**About this exercise**
From the listing below, extract every line containing "characters".

**Data for analysis**
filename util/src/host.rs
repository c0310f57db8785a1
//! Host platform utility functions

// ---------------------------------------------------------------------------
// IMPORTS
// ---------------------------------------------------------------------------

use std::env;
use std::path::PathBuf;
use thiserror::Error;

// ---------------------------------------------------------------------------
// CONSTANTS
// ---------------------------------------------------------------------------

/// Environment variable pointing at the root of the software tree.
///
/// The `params` and `sessions` directories are resolved relative to this root.
pub const SW_ROOT_ENV_VAR: &str = "SCOUT_SW_ROOT";

// ---------------------------------------------------------------------------
// ENUMERATIONS
// ---------------------------------------------------------------------------

/// Errors which can occur when querying the host.
#[derive(Debug, Error)]
pub enum HostError {
    #[error("The software root environment variable (SCOUT_SW_ROOT) is not set")]
    SwRootNotSet,
}

// ---------------------------------------------------------------------------
// PUBLIC FUNCTIONS
// ---------------------------------------------------------------------------

/// Get the root directory of the software tree from the environment.
pub fn get_scout_sw_root() -> Result<PathBuf, HostError> {
    match env::var(SW_ROOT_ENV_VAR) {
        Ok(p) => Ok(PathBuf::from(p)),
        Err(_) => Err(HostError::SwRootNotSet),
    }
}
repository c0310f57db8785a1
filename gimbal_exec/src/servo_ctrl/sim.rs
//! [`ServoDriver`] implementation which logs demands instead of driving hardware.
//!
//! Used when running on a development machine without the servo board
//! attached, so the full exec loop can be exercised end to end.

// ------------------------------------------------------------------------------------------------
// IMPORTS
// ------------------------------------------------------------------------------------------------

use log::debug;

use super::{ServoDriver, ServoError, NUM_CHANNELS, SERVO_RANGE_DEG};

// ------------------------------------------------------------------------------------------------
// STRUCTS
// ------------------------------------------------------------------------------------------------

/// Simulated servo driver.
///
/// Validates demands to the same rules as the hardware drivers and remembers
/// the last angle written to each channel.
#[derive(Debug, Default)]
pub struct SimServo {
    last_angle_deg: [Option<f64>; NUM_CHANNELS as usize],
}

// ------------------------------------------------------------------------------------------------
// IMPLS
// ------------------------------------------------------------------------------------------------

impl SimServo {
    pub fn new() -> Self {
        Self::default()
    }

    /// Get the last angle written to a channel, if any.
    pub fn last_angle_deg(&self, channel: u8) -> Option<f64> {
        self.last_angle_deg
            .get(channel as usize)
            .copied()
            .flatten()
    }
}

impl ServoDriver for SimServo {
    fn set_angle(&mut self, channel: u8, angle_deg: f64) -> Result<(), ServoError> {
        if channel >= NUM_CHANNELS {
            return Err(ServoError::InvalidChannel(channel));
        }

        if !angle_deg.is_finite()
            || angle_deg < SERVO_RANGE_DEG.0
            || angle_deg > SERVO_RANGE_DEG.1
        {
            return Err(ServoError::InvalidAngle(angle_deg));
        }

        debug!("SIM SERVO: channel {} -> {:.2} deg", channel, angle_deg);

        self.last_angle_deg[channel as usize] = Some(angle_deg);

        Ok(())
    }
}

// ------------------------------------------------------------------------------------------------
// TESTS
// ------------------------------------------------------------------------------------------------

#[cfg(test)]
mod test {
    use super::*;

    #[test]
    fn test_sim_records_last_angle() {
        let mut servo = SimServo::new();

        servo.set_angle(3, 90.0).unwrap();
        assert_eq!(servo.last_angle_deg(3), Some(90.0));
        assert_eq!(servo.last_angle_deg(4), None);
    }

    #[test]
    fn test_sim_rejects_bad_demands() {
        let mut servo = SimServo::new();

        assert!(servo.set_angle(16, 90.0).is_err());
        assert!(servo.set_angle(0, 181.0).is_err());
        assert!(servo.set_angle(0, f64::NAN).is_err());
    }
}
//! Struct archiving functionality
//!
//! To add archiving functionality to a struct implement the `Archived` trait.
//! Archives are CSV files written under the session's archive root, one
//! record per processing cycle.
//!
//! Records must be flat: the CSV writer cannot derive a header row from
//! nested containers (structs, arrays or maps inside a record), so each
//! module serialises a dedicated record struct with scalar fields only,
//! including its own `time_s` column.

// ---------------------------------------------------------------------------
// IMPORTS
// ---------------------------------------------------------------------------

// External imports
use std::path::Path;
use std::fs::{File, OpenOptions};
use csv::WriterBuilder;
pub use csv::Writer;

// Internal imports
use crate::session::Session;

// ---------------------------------------------------------------------------
// DATA STRUCTURES
// ---------------------------------------------------------------------------

/// An object used to write CSV archive files.
#[derive(Default)]
pub struct Archiver {
    writer: Option<Writer<File>>
}

// ---------------------------------------------------------------------------
// TRAITS
// ---------------------------------------------------------------------------

/// A trait which enables a struct to be archived as a timestamped csv.
///
/// To implement this trait, the struct shall have an `Archiver` member which
/// shall be ignored by Serde using `#[serde(skip_serializing)]`. The archiver
/// member shall be setup in the struct's `init` or `new` functions.
pub trait Archived {
    /// Write the archives for this struct
    fn write(&mut self) -> Result<(), Box<dyn std::error::Error>>;
}

// ---------------------------------------------------------------------------
// IMPLEMENTATIONS
// ---------------------------------------------------------------------------

impl Archiver {
    /// Create a new archiver from a particular path relative to the session's
    /// archive root.
    pub fn from_path<P: AsRef<Path>>(
        session: &Session, path: P
    ) -> Result<Self, Box<dyn std::error::Error>> {
        let mut session_path = session.arch_root.clone();
        session_path.push(path);

        // Create the file if it does not exist
        std::fs::File::create(session_path.clone())?;

        // Open the file in append mode
        let file = match OpenOptions::new()
            .append(true).open(session_path)
        {
            Ok(f) => f,
            Err(e) => return Err(Box::new(e))
        };

        let w = WriterBuilder::new()
            .has_headers(true)
            .from_writer(file);

        Ok(Self {
            writer: Some(w)
        })
    }

    /// Serialise a record into the archive.
    ///
    /// The record must be flat (scalar fields only), see the module docs.
    pub fn serialise<T: serde::Serialize>(
        &mut self, record: T
    ) -> Result<(), Box<dyn std::error::Error>> {
        match self.writer {
            Some(ref mut w) => {
                w.serialize(record)?;
                w.flush()?
            },
            None => panic!("Cannot find an initialised writer!")
        }

        Ok(())
    }
}

// ---------------------------------------------------------------------------
// TESTS
// ---------------------------------------------------------------------------

#[cfg(test)]
mod test {
    use super::*;
    use serde::Serialize;

    #[derive(Serialize)]
    struct FlatRecord {
        time_s: f64,
        value_deg: f64,
        limited: bool,
    }

    fn test_session(name: &str) -> Session {
        let root = std::env::temp_dir().join(format!("{}_{}", name, std::process::id()));
        std::fs::create_dir_all(&root).unwrap();

        Session {
            session_root: root.clone(),
            arch_root: root.clone(),
            log_file_path: root.join("test.log"),
        }
    }

    #[test]
    fn test_serialise_writes_header_and_rows() {
        let session = test_session("archiver_rows");

        let mut arch = Archiver::from_path(&session, "record.csv").unwrap();
        arch.serialise(FlatRecord {
            time_s: 0.05,
            value_deg: 90.0,
            limited: false,
        })
        .unwrap();
        arch.serialise(FlatRecord {
            time_s: 0.10,
            value_deg: 95.0,
            limited: true,
        })
        .unwrap();

        let contents =
            std::fs::read_to_string(session.arch_root.join("record.csv")).unwrap();
        let mut lines = contents.lines();
        assert_eq!(lines.next(), Some("time_s,value_deg,limited"));
        assert_eq!(lines.next(), Some("0.05,90.0,false"));
        assert_eq!(lines.next(), Some("0.1,95.0,true"));

        std::fs::remove_dir_all(&session.session_root).ok();
    }
}
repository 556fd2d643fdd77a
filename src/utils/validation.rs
use crate::utils::error::{Result, TransferError};
use std::path::{Component, Path};
use url::Url;

pub trait Validate {
    fn validate(&self) -> Result<()>;
}

fn invalid(field_name: &str, value: &str, reason: impl Into<String>) -> TransferError {
    TransferError::InvalidConfigValueError {
        field: field_name.to_string(),
        value: value.to_string(),
        reason: reason.into(),
    }
}

pub fn validate_url(field_name: &str, url_str: &str) -> Result<()> {
    if url_str.is_empty() {
        return Err(invalid(field_name, url_str, "URL cannot be empty"));
    }

    match Url::parse(url_str) {
        Ok(url) => match url.scheme() {
            "http" | "https" if url.host_str().is_some() => Ok(()),
            "http" | "https" => Err(invalid(field_name, url_str, "URL has no host")),
            scheme => Err(invalid(
                field_name,
                url_str,
                format!("Unsupported URL scheme: {}", scheme),
            )),
        },
        Err(e) => Err(invalid(
            field_name,
            url_str,
            format!("Invalid URL format: {}", e),
        )),
    }
}

pub fn validate_non_empty_string(field_name: &str, value: &str) -> Result<()> {
    if value.trim().is_empty() {
        return Err(TransferError::MissingConfigError {
            field: field_name.to_string(),
        });
    }
    Ok(())
}

/// Branch names are passed to git as arguments, so anything that could be
/// read as an option is refused.
pub fn validate_branch(field_name: &str, branch: &str) -> Result<()> {
    validate_non_empty_string(field_name, branch)?;

    if branch.starts_with('-') {
        return Err(invalid(field_name, branch, "Branch cannot start with '-'"));
    }
    if branch.chars().any(|c| c.is_whitespace() || c.is_control()) {
        return Err(invalid(
            field_name,
            branch,
            "Branch cannot contain whitespace or control characters",
        ));
    }
    Ok(())
}

pub fn validate_relative_path(field_name: &str, path: &str) -> Result<()> {
    if path.is_empty() {
        return Err(invalid(field_name, path, "Path cannot be empty"));
    }

    if path.contains('\0') {
        return Err(invalid(field_name, path, "Path contains null bytes"));
    }

    for component in Path::new(path).components() {
        match component {
            Component::Normal(_) | Component::CurDir => {}
            Component::ParentDir => {
                return Err(invalid(field_name, path, "Path cannot contain '..'"));
            }
            Component::RootDir | Component::Prefix(_) => {
                return Err(invalid(
                    field_name,
                    path,
                    "Path must be relative to the repository root",
                ));
            }
        }
    }
    Ok(())
}

pub fn validate_s3_bucket_name(field_name: &str, bucket_name: &str) -> Result<()> {
    if bucket_name.len() < 3 || bucket_name.len() > 63 {
        return Err(invalid(
            field_name,
            bucket_name,
            "Bucket name must be between 3 and 63 characters",
        ));
    }

    if !bucket_name
        .chars()
        .all(|c| c.is_ascii_lowercase() || c.is_ascii_digit() || c == '-' || c == '.')
    {
        return Err(invalid(
            field_name,
            bucket_name,
            "Bucket name can only contain lowercase letters, numbers, hyphens, and dots",
        ));
    }

    if bucket_name.starts_with('-') || bucket_name.ends_with('-') {
        return Err(invalid(
            field_name,
            bucket_name,
            "Bucket name cannot start or end with a hyphen",
        ));
    }

    Ok(())
}
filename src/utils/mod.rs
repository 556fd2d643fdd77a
pub mod error;
pub mod logger;
pub mod monitor;
pub mod validation;
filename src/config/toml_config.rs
use crate::utils::error::{Result, TransferError};
use serde::Deserialize;
use std::fmt;
use std::path::Path;

/// Optional configuration file. Every key may be omitted; flags given on the
/// command line take precedence over values here.
#[derive(Debug, Clone, Default, Deserialize)]
#[serde(deny_unknown_fields)]
pub struct TomlConfig {
    #[serde(default)]
    pub repository: RepositoryConfig,
    #[serde(default)]
    pub storage: StorageConfig,
}

#[derive(Debug, Clone, Default, Deserialize)]
#[serde(deny_unknown_fields)]
pub struct RepositoryConfig {
    pub url: Option<String>,
    pub branch: Option<String>,
    pub dir_path: Option<String>,
}

#[derive(Clone, Default, Deserialize)]
#[serde(deny_unknown_fields)]
pub struct StorageConfig {
    pub endpoint: Option<String>,
    pub access_key: Option<String>,
    pub secret_key: Option<String>,
    pub target: Option<String>,
    pub secure: Option<bool>,
    pub region: Option<String>,
}

impl fmt::Debug for StorageConfig {
    fn fmt(&self, f: &mut fmt::Formatter<'_>) -> fmt::Result {
        f.debug_struct("StorageConfig")
            .field("endpoint", &self.endpoint)
            .field("access_key", &self.access_key)
            .field("secret_key", &self.secret_key.as_ref().map(|_| "<redacted>"))
            .field("target", &self.target)
            .field("secure", &self.secure)
            .field("region", &self.region)
            .finish()
    }
}

impl TomlConfig {
    pub fn from_file<P: AsRef<Path>>(path: P) -> Result<Self> {
        let path = path.as_ref();
        tracing::info!(config_path = %path.display(), "Loading configuration file");
        let content = std::fs::read_to_string(path).map_err(|e| {
            TransferError::config(format!("cannot read {}: {}", path.display(), e))
        })?;
        Self::from_toml_str(&content)
    }

    pub fn from_toml_str(content: &str) -> Result<Self> {
        toml::from_str(content)
            .map_err(|e| TransferError::config(format!("TOML parsing error: {}", e)))
    }
}

#[cfg(test)]
mod tests {
    use super::*;

    #[test]
    fn test_full_file() {
        let config = TomlConfig::from_toml_str(
            r#"
            [repository]
            url = "https://github.com/artefactual/archivematica-sampledata.git"
            branch = "main"
            dir_path = "SampleTransfers/Images"

            [storage]
            endpoint = "minio:9000"
            access_key = "ak"
            secret_key = "sk"
            target = "transfers/images.zip"
            secure = true
            region = "eu-west-1"
            "#,
        )
        .unwrap();

        assert_eq!(config.repository.branch.as_deref(), Some("main"));
        assert_eq!(
            config.repository.dir_path.as_deref(),
            Some("SampleTransfers/Images")
        );
        assert_eq!(config.storage.target.as_deref(), Some("transfers/images.zip"));
        assert_eq!(config.storage.secure, Some(true));
    }

    #[test]
    fn test_sections_are_optional() {
        let config = TomlConfig::from_toml_str("[storage]\nendpoint = \"minio:9000\"\n").unwrap();
        assert!(config.repository.url.is_none());
        assert_eq!(config.storage.endpoint.as_deref(), Some("minio:9000"));

        let empty = TomlConfig::from_toml_str("").unwrap();
        assert!(empty.storage.target.is_none());
    }

    #[test]
    fn test_unknown_keys_rejected() {
        let err = TomlConfig::from_toml_str("[storage]\nbucket = \"sips\"\n").unwrap_err();
        assert!(matches!(err, TransferError::ConfigError { .. }));
    }

    #[test]
    fn test_debug_hides_secret() {
        let config = TomlConfig::from_toml_str("[storage]\nsecret_key = \"hunter2\"\n").unwrap();
        assert!(!format!("{:?}", config).contains("hunter2"));
    }

    #[test]
    fn test_missing_file() {
        let dir = tempfile::tempdir().unwrap();
        let err = TomlConfig::from_file(dir.path().join("absent.toml")).unwrap_err();
        assert!(matches!(err, TransferError::ConfigError { .. }));
    }
}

**Result of the task**
            "Branch cannot contain whitespace or control characters",
            "Bucket name must be between 3 and 63 characters",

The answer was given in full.